FrancescoConti · May 8, 2021 · 0d98a56 · 0d98a56
1 parent afcc2ea
commit 0d98a56
Showing 1 changed file with 4 additions and 4 deletions.
diff --git a/nemo/quant/pact.py b/nemo/quant/pact.py
@@ -52,7 +52,7 @@ def pact_quantized_requantize(t, eps_in, eps_out, D=1, exclude_requant_rounding=
 def pact_integer_requantize(t, eps_in, eps_out, D=1):
     eps_ratio = (D*eps_in/eps_out).round()
     device = t.device
-    return torch.as_tensor((torch.as_tensor(t, dtype=torch.int64) * torch.as_tensor(eps_ratio, dtype=torch.int64) // torch.as_tensor(D, dtype=torch.int64)), dtype=torch.float32, device=device)
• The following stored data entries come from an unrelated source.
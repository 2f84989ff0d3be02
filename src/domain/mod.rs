//! Domain types and the ports the bridge talks through.

pub mod payment;
pub mod ports;
pub mod transaction;
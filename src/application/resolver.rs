use crate::domain::payment::{Payment, PaymentStatus};
use crate::domain::transaction::{ProviderTransaction, TransactionType};
use serde::Serialize;
use std::fmt;
use tracing::warn;

/// Provider state signalling that the payer still has to approve the payment.
pub const STATE_CREATED: &str = "created";

/// Status category used to pick what the payer is shown.
#[derive(Debug, Clone, Copy, PartialEq, Eq, Serialize)]
#[serde(rename_all = "snake_case")]
pub enum DisplayState {
    Pending,
    AwaitingApproval,
    Success,
    Cancelled,
    Error,
}

impl fmt::Display for DisplayState {
    fn fmt(&self, f: &mut fmt::Formatter<'_>) -> fmt::Result {
        let s = match self {
            DisplayState::Pending => "pending",
            DisplayState::AwaitingApproval => "awaiting_approval",
            DisplayState::Success => "success",
            DisplayState::Cancelled => "cancelled",
            DisplayState::Error => "error",
        };
        f.write_str(s)
    }
}

/// Derives the display state from the latest provider transaction.
///
/// Response records other than a fresh "created" defer to the payment's own
/// status. Unknown transaction types never count as success.
pub fn resolve(tx: &ProviderTransaction, payment: &Payment) -> DisplayState {
    match &tx.r#type {
        TransactionType::CreatePaymentResponse if tx.state() == STATE_CREATED => {
            DisplayState::AwaitingApproval
        }
        TransactionType::CreatePaymentResponse
        | TransactionType::GetPaymentResponse
        | TransactionType::ExecutePaymentResponse => status_display_state(payment),
        TransactionType::Error => DisplayState::Error,
        TransactionType::CreatePayment
        | TransactionType::GetPayment
        | TransactionType::ExecutePayment => DisplayState::Pending,
        TransactionType::Unrecognized(ty) => {
            warn!(
                project_id = tx.project_id,
                payment_id = tx.payment_id,
                tx_type = %ty,
                timestamp = %tx.timestamp,
                "unrecognized provider transaction type"
            );
            DisplayState::Error
        }
    }
}

/// Maps the payment's own status onto a display state.
///
/// Only terminal statuses are mapped; anything else is an error.
pub fn status_display_state(payment: &Payment) -> DisplayState {
    match &payment.status {
        PaymentStatus::Paid | PaymentStatus::Authorized => DisplayState::Success,
        PaymentStatus::Cancelled => DisplayState::Cancelled,
        PaymentStatus::Error => DisplayState::Error,
        status @ (PaymentStatus::Open | PaymentStatus::Unrecognized(_)) => {
            warn!(
                project_id = payment.id.project_id,
                payment_id = payment.id.payment_id,
                status = %status,
                "unmapped payment status"
            );
            DisplayState::Error
        }
    }
}
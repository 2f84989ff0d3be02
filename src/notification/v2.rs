//! Version 2 notification wire format.
//!
//! The transmitted bytes are a compact JSON envelope:
//!
//! ```text
//! {"version":"2","keyId":"<id>","timestamp":<unix>,"signature":"<hex>","body":{...}}
//! ```
//!
//! The signature is HMAC-SHA256 over `<timestamp>.<keyId>.<body bytes>`,
//! where the body bytes are exactly the `body` value as transmitted.

use super::buffer::{BufferPool, NotificationReader, PooledBuffer};
use super::Notification;
use crate::domain::payment::{
    EncodedPaymentId, Payment, PaymentStatus, PaymentTransaction, PaymentTransactionList,
};
use crate::error::{BridgeError, Result};
use chrono::{DateTime, Utc};
use hmac::{Hmac, Mac};
use rust_decimal::Decimal;
use serde::{Deserialize, Serialize};
use serde_json::value::RawValue;
use sha2::{Digest, Sha256};
use subtle::ConstantTimeEq;
use tracing::debug;

pub const VERSION: &str = "2";

type HmacSha256 = Hmac<Sha256>;

#[derive(Debug, Clone, Serialize)]
#[serde(rename_all = "camelCase")]
struct Body {
    project_id: u64,
    payment_id: EncodedPaymentId,
    status: PaymentStatus,
    amount: Decimal,
    currency: String,
    locale: String,
    transactions: Vec<PaymentTransaction>,
}

#[derive(Serialize)]
#[serde(rename_all = "camelCase")]
struct Envelope<'a> {
    version: &'a str,
    key_id: &'a str,
    timestamp: i64,
    signature: &'a str,
    body: &'a RawValue,
}

#[derive(Deserialize)]
#[serde(rename_all = "camelCase", deny_unknown_fields)]
struct ReceivedEnvelope<'a> {
    version: String,
    key_id: String,
    timestamp: i64,
    signature: String,
    #[serde(borrow)]
    body: &'a RawValue,
}

/// A version 2 notification bound to one payment.
#[derive(Debug)]
pub struct NotificationV2 {
    body: Body,
    signature: Option<String>,
    signed: Option<PooledBuffer>,
}

impl NotificationV2 {
    pub fn new(encoded_id: &EncodedPaymentId, payment: &Payment) -> Self {
        Self {
            body: Body {
                project_id: payment.id.project_id,
                payment_id: encoded_id.clone(),
                status: payment.status.clone(),
                amount: payment.amount,
                currency: payment.currency.clone(),
                locale: payment.locale.clone(),
                transactions: Vec::new(),
            },
            signature: None,
            signed: None,
        }
    }

    /// Hex signature, once signed.
    pub fn signature(&self) -> Option<&str> {
        self.signature.as_deref()
    }

    pub fn is_signed(&self) -> bool {
        self.signature.is_some()
    }
}

/// Registry entry for version 2.
pub fn new_notification(
    encoded_id: &EncodedPaymentId,
    payment: &Payment,
) -> Result<Box<dyn Notification>> {
    Ok(Box::new(NotificationV2::new(encoded_id, payment)))
}

fn mac(timestamp: i64, key_id: &str, body: &[u8], secret_key: &[u8]) -> Result<String> {
    let mut mac = HmacSha256::new_from_slice(secret_key)
        .map_err(|e| BridgeError::Signing(format!("invalid secret key: {e}")))?;
    mac.update(timestamp.to_string().as_bytes());
    mac.update(b".");
    mac.update(key_id.as_bytes());
    mac.update(b".");
    mac.update(body);
    Ok(hex::encode(mac.finalize().into_bytes()))
}

impl Notification for NotificationV2 {
    fn set_transactions(&mut self, transactions: PaymentTransactionList) -> Result<()> {
        if self.is_signed() {
            return Err(BridgeError::Signing(
                "notification already signed".to_string(),
            ));
        }
        self.body.transactions = transactions;
        Ok(())
    }

    fn sign(&mut self, at: DateTime<Utc>, secret_key_id: &str, secret_key: &[u8]) -> Result<()> {
        if self.is_signed() {
            return Err(BridgeError::Signing(
                "notification already signed".to_string(),
            ));
        }
        if secret_key.is_empty() {
            return Err(BridgeError::Signing("empty secret key".to_string()));
        }

        let body = serde_json::to_string(&self.body)
            .map_err(|e| BridgeError::Signing(format!("body serialization: {e}")))?;
        let body = RawValue::from_string(body)
            .map_err(|e| BridgeError::Signing(format!("body serialization: {e}")))?;

        let timestamp = at.timestamp();
        let signature = mac(timestamp, secret_key_id, body.get().as_bytes(), secret_key)?;

        let mut buf = BufferPool::shared().acquire();
        let envelope = Envelope {
            version: VERSION,
            key_id: secret_key_id,
            timestamp,
            signature: &signature,
            body: body.as_ref(),
        };
        serde_json::to_writer(&mut *buf, &envelope)
            .map_err(|e| BridgeError::Signing(format!("envelope serialization: {e}")))?;

        debug!(
            project_id = self.body.project_id,
            payment_id = %self.body.payment_id,
            key_id = secret_key_id,
            len = buf.len(),
            "signed notification"
        );
        self.signature = Some(signature);
        self.signed = Some(buf);
        Ok(())
    }

    fn reader(&mut self) -> Result<NotificationReader> {
        match self.signed.take() {
            Some(buf) => Ok(NotificationReader::new(buf)),
            None if self.is_signed() => Err(BridgeError::Signing(
                "notification body already consumed".to_string(),
            )),
            None => Err(BridgeError::Signing("notification not signed".to_string())),
        }
    }

    fn identification(&self) -> String {
        identification(&self.body.payment_id)
    }
}

/// Identification of a version 2 notification for a payment.
pub fn identification(encoded_id: &EncodedPaymentId) -> String {
    let mut hasher = Sha256::new();
    hasher.update(VERSION.as_bytes());
    hasher.update(b"/");
    hasher.update(encoded_id.as_str().as_bytes());
    hex::encode(hasher.finalize())
}

/// Checks a received version 2 notification against the shared secret.
///
/// Any parse failure, version mismatch or signature mismatch yields `false`.
pub fn verify(bytes: &[u8], secret_key: &[u8]) -> bool {
    let Ok(envelope) = serde_json::from_slice::<ReceivedEnvelope>(bytes) else {
        return false;
    };
    if envelope.version != VERSION {
        return false;
    }
    let Ok(expected) = mac(
        envelope.timestamp,
        &envelope.key_id,
        envelope.body.get().as_bytes(),
        secret_key,
    ) else {
        return false;
    };
    expected.as_bytes().ct_eq(envelope.signature.as_bytes()).into()
}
+    return torch.as_tensor((torch.as_tensor(t, dtype=torch.int64) * torch.as_tensor(eps_ratio, dtype=torch.int64) // D), dtype=torch.float32, device=device)
 
 # re-quantize from a lower precision (larger eps_in) to a higher precision (lower eps_out)
 def pact_integer_requantize_add(*t, eps_in_list, eps_out, D=1):
@@ -480,7 +480,7 @@ def get_output_eps(self, eps_in_list):
         self.eps_out = max(self.eps_in_list)
         self.alpha_out = 2.0**(self.precision.get_bits())-1
         # D is selected as a power-of-two
-        self.D = 2.0**torch.ceil(torch.log2(self.requantization_factor * self.eps_out / min(self.eps_in_list)))
+        self.D = 2**torch.as_tensor(torch.ceil(torch.log2(self.requantization_factor * self.eps_out / min(self.eps_in_list))), dtype=torch.int64)
         return self.eps_out
 
     def forward(self, *x):
@@ -604,11 +604,11 @@ def set_output_eps(self, limit_at_32_bits=True, **kwargs):
         # self.eps_out   = self.alpha.item()/(2.0**(self.precision.get_bits())-1)
         self.alpha_out = 2.0**(self.precision.get_bits())-1
         # D is selected as a power-of-two
-        D = 2.0**torch.ceil(torch.log2(self.requantization_factor * self.eps_out / self.eps_in))
+        D = 2**torch.as_tensor(torch.ceil(torch.log2(self.requantization_factor * self.eps_out / self.eps_in)), dtype=torch.int64)
         if not limit_at_32_bits:
             self.D = D
         else:
-            self.D = min(D, 2.0**(32-(self.precision.get_bits())))
+            self.D = min(D, 2**(32-(self.precision.get_bits())))
 
     def get_output_eps(self, eps_in):
         r"""Get the output quantum (:math:`\varepsilon`) given the input one.